The New Jersey-born singer, actor and activist Paul Robeson in 1942. The Paul Robeson Awards are held biannually at the Newark Black Film Festival.

The Newark Black Film Festival (NBFF), is an annual film festival that has taken place since 1974 in Newark, New Jersey, and is the longest running Black film festival in the United States. It operates under the auspices of The Newark Museum of Art. The NBFF focuses on the work and history of African Americans and the African Diaspora. Screenings are typically followed by a Q&A session with the filmmakers and scholars.

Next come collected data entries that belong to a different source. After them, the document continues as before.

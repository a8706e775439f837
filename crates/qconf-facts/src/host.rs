//! Host model.
//!
//! Describes the machine performing the build: its OS family, CPU
//! architecture, native word size and byte order.

use std::fmt;

use serde::{Deserialize, Serialize};

use ByteOrder::{BigEndian as BE, LittleEndian as LE};
use WordBits::{W32, W64};

/// Operating system family of the build host.
#[derive(Debug, Clone, Copy, PartialEq, Eq, Hash, Serialize, Deserialize)]
#[serde(rename_all = "kebab-case")]
pub enum HostFamily {
    Linux,
    /// macOS and other Darwin kernels.
    Darwin,
    /// Native Windows, including MinGW/MSYS/Cygwin shells.
    Windows,
    /// A recognized host with no family-specific configuration (BSDs, Solaris).
    Other,
}

impl HostFamily {
    /// Normalize a kernel or OS name (`uname -s` style).
    pub fn from_raw(raw: &str) -> Option<Self> {
        let name = raw.trim().to_ascii_lowercase();
        let family = match name.as_str() {
            "linux" => HostFamily::Linux,
            "darwin" | "macos" | "osx" => HostFamily::Darwin,
            "windows" | "win32" | "win64" => HostFamily::Windows,
            "freebsd" | "netbsd" | "openbsd" | "dragonfly" | "sunos" | "solaris" => {
                HostFamily::Other
            }
            // uname on Windows shells reports e.g. "MINGW64_NT-10.0-19045"
            n if n.starts_with("mingw") || n.starts_with("msys") || n.starts_with("cygwin") => {
                HostFamily::Windows
            }
            _ => return None,
        };
        Some(family)
    }

    /// Lower-case name used in host configuration directory names.
    pub fn as_str(&self) -> &'static str {
        match self {
            HostFamily::Linux => "linux",
            HostFamily::Darwin => "darwin",
            HostFamily::Windows => "windows",
            HostFamily::Other => "other",
        }
    }

    /// Whether the host offers POSIX storage primitives (fdatasync, madvise).
    pub fn is_posix_like(&self) -> bool {
        matches!(self, HostFamily::Linux | HostFamily::Darwin)
    }
}

impl fmt::Display for HostFamily {
    fn fmt(&self, f: &mut fmt::Formatter<'_>) -> fmt::Result {
        f.write_str(self.as_str())
    }
}

/// CPU architecture of the build host.
#[derive(Debug, Clone, Copy, PartialEq, Eq, Hash, Serialize, Deserialize)]
#[serde(rename_all = "kebab-case")]
pub enum HostArch {
    X86,
    #[serde(rename = "x86_64")]
    X86_64,
    Ppc,
    Ppc64,
    Arm,
    Arm64,
    /// A recognized CPU without architecture-specific configuration.
    Other,
}

impl HostArch {
    /// Canonical name used in host configuration directory names.
    pub fn as_str(&self) -> &'static str {
        match self {
            HostArch::X86 => "x86",
            HostArch::X86_64 => "x86_64",
            HostArch::Ppc => "ppc",
            HostArch::Ppc64 => "ppc64",
            HostArch::Arm => "arm",
            HostArch::Arm64 => "arm64",
            HostArch::Other => "other",
        }
    }

    /// Whether the host can run x86 guest code natively.
    pub fn is_x86_family(&self) -> bool {
        matches!(self, HostArch::X86 | HostArch::X86_64)
    }
}

impl fmt::Display for HostArch {
    fn fmt(&self, f: &mut fmt::Formatter<'_>) -> fmt::Result {
        f.write_str(self.as_str())
    }
}

/// Native pointer width of the build host.
#[derive(Debug, Clone, Copy, PartialEq, Eq, Hash, Serialize, Deserialize)]
pub enum WordBits {
    #[serde(rename = "32")]
    W32,
    #[serde(rename = "64")]
    W64,
}

impl WordBits {
    /// Parse `"32"` or `"64"`.
    pub fn from_raw(raw: &str) -> Option<Self> {
        match raw.trim() {
            "32" => Some(WordBits::W32),
            "64" => Some(WordBits::W64),
            _ => None,
        }
    }

    /// Width in bits.
    pub fn bits(&self) -> u32 {
        match self {
            WordBits::W32 => 32,
            WordBits::W64 => 64,
        }
    }
}

/// Byte ordering of the build host.
#[derive(Debug, Clone, Copy, PartialEq, Eq, Hash, Serialize, Deserialize)]
#[serde(rename_all = "kebab-case")]
pub enum ByteOrder {
    LittleEndian,
    BigEndian,
}

impl ByteOrder {
    /// Parse a byte order spelling (`little`, `le`, `big-endian`, ...).
    pub fn from_raw(raw: &str) -> Option<Self> {
        match raw.trim().to_ascii_lowercase().as_str() {
            "little" | "le" | "little-endian" | "littleendian" => Some(ByteOrder::LittleEndian),
            "big" | "be" | "big-endian" | "bigendian" => Some(ByteOrder::BigEndian),
            _ => None,
        }
    }
}

/// What a host architecture alias implies about the other host axes.
#[derive(Debug, Clone, Copy, PartialEq, Eq)]
pub struct ArchProfile {
    pub arch: HostArch,
    pub word_bits: WordBits,
    pub byte_order: ByteOrder,
}

const fn profile(arch: HostArch, word_bits: WordBits, byte_order: ByteOrder) -> ArchProfile {
    ArchProfile {
        arch,
        word_bits,
        byte_order,
    }
}

/// Recognized `uname -m` style host CPU names.
const HOST_ARCH_ALIASES: &[(&str, ArchProfile)] = &[
    ("x86", profile(HostArch::X86, W32, LE)),
    ("i386", profile(HostArch::X86, W32, LE)),
    ("i486", profile(HostArch::X86, W32, LE)),
    ("i586", profile(HostArch::X86, W32, LE)),
    ("i686", profile(HostArch::X86, W32, LE)),
    ("x86_64", profile(HostArch::X86_64, W64, LE)),
    ("amd64", profile(HostArch::X86_64, W64, LE)),
    ("x64", profile(HostArch::X86_64, W64, LE)),
    ("ppc", profile(HostArch::Ppc, W32, BE)),
    ("powerpc", profile(HostArch::Ppc, W32, BE)),
    ("ppc64", profile(HostArch::Ppc64, W64, BE)),
    ("powerpc64", profile(HostArch::Ppc64, W64, BE)),
    ("ppc64le", profile(HostArch::Ppc64, W64, LE)),
    ("powerpc64le", profile(HostArch::Ppc64, W64, LE)),
    ("arm", profile(HostArch::Arm, W32, LE)),
    ("armv6l", profile(HostArch::Arm, W32, LE)),
    ("armv7", profile(HostArch::Arm, W32, LE)),
    ("armv7l", profile(HostArch::Arm, W32, LE)),
    ("armhf", profile(HostArch::Arm, W32, LE)),
    ("armel", profile(HostArch::Arm, W32, LE)),
    ("armeb", profile(HostArch::Arm, W32, BE)),
    ("arm64", profile(HostArch::Arm64, W64, LE)),
    ("aarch64", profile(HostArch::Arm64, W64, LE)),
    ("aarch64_be", profile(HostArch::Arm64, W64, BE)),
    ("mips", profile(HostArch::Other, W32, BE)),
    ("mipsel", profile(HostArch::Other, W32, LE)),
    ("mips64", profile(HostArch::Other, W64, BE)),
    ("riscv64", profile(HostArch::Other, W64, LE)),
    ("s390x", profile(HostArch::Other, W64, BE)),
    ("sparc64", profile(HostArch::Other, W64, BE)),
];

/// Look up a host CPU name.
pub fn lookup_host_arch(raw: &str) -> Option<ArchProfile> {
    let name = raw.trim().to_ascii_lowercase();
    HOST_ARCH_ALIASES
        .iter()
        .find(|(alias, _)| *alias == name)
        .map(|(_, p)| *p)
}

#[cfg(test)]
mod tests {
    use super::*;

    #[test]
    fn family_aliases() {
        assert_eq!(HostFamily::from_raw("Linux"), Some(HostFamily::Linux));
        assert_eq!(HostFamily::from_raw(" Darwin "), Some(HostFamily::Darwin));
        assert_eq!(
            HostFamily::from_raw("MINGW64_NT-10.0-19045"),
            Some(HostFamily::Windows)
        );
        assert_eq!(HostFamily::from_raw("FreeBSD"), Some(HostFamily::Other));
        assert_eq!(HostFamily::from_raw("BeOS"), None);
        assert_eq!(HostFamily::from_raw(""), None);
    }

    #[test]
    fn arch_aliases_carry_width_and_order() {
        let p = lookup_host_arch("amd64").unwrap();
        assert_eq!(p.arch, HostArch::X86_64);
        assert_eq!(p.word_bits, WordBits::W64);
        assert_eq!(p.byte_order, ByteOrder::LittleEndian);

        let p = lookup_host_arch("powerpc64").unwrap();
        assert_eq!(p.arch, HostArch::Ppc64);
        assert_eq!(p.byte_order, ByteOrder::BigEndian);

        let p = lookup_host_arch("ppc64le").unwrap();
        assert_eq!(p.arch, HostArch::Ppc64);
        assert_eq!(p.byte_order, ByteOrder::LittleEndian);

        assert_eq!(lookup_host_arch("I686").unwrap().word_bits, WordBits::W32);
        assert!(lookup_host_arch("vax").is_none());
    }

    #[test]
    fn word_bits_and_byte_order_parse() {
        assert_eq!(WordBits::from_raw("64"), Some(WordBits::W64));
        assert_eq!(WordBits::from_raw("16"), None);
        assert_eq!(WordBits::W32.bits(), 32);
        assert_eq!(ByteOrder::from_raw("BE"), Some(ByteOrder::BigEndian));
        assert_eq!(
            ByteOrder::from_raw("little-endian"),
            Some(ByteOrder::LittleEndian)
        );
        assert_eq!(ByteOrder::from_raw("middle"), None);
    }

    #[test]
    fn posix_like_hosts() {
        assert!(HostFamily::Linux.is_posix_like());
        assert!(HostFamily::Darwin.is_posix_like());
        assert!(!HostFamily::Windows.is_posix_like());
        assert!(!HostFamily::Other.is_posix_like());
    }
}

The Newark Black Film Festival Paul Robeson Awards began as a biennial competition in 1985. The festival receives funding in the form of grants from various foundations and corporations and is free of charge to the public.

==History==
The concept of the festival was originated by filmmaker Oliver Franklin in 1974 at the University of Pennsylvania Annenberg Center. Gus Heningburg, of the Greater Newark Urban Coalition, suggested that the Newark Museum host one of its traveling events, after which it became part of the museum's programming. As quoted in the Newark-based newspaper, The Star-Ledger, Rutgers University professor Clement Price (originally on the selection committee) said "The festival was started in the lean years of Newark history, following the disturbances of the summer of '67, The Newark Black Film Festival was one of the early and more credible efforts to address the trauma and civic dislocation and the concerns about the future of Newark. The enduring aspiration of the festival has been to show films that give a believable portrait of African-American and African diasporic life."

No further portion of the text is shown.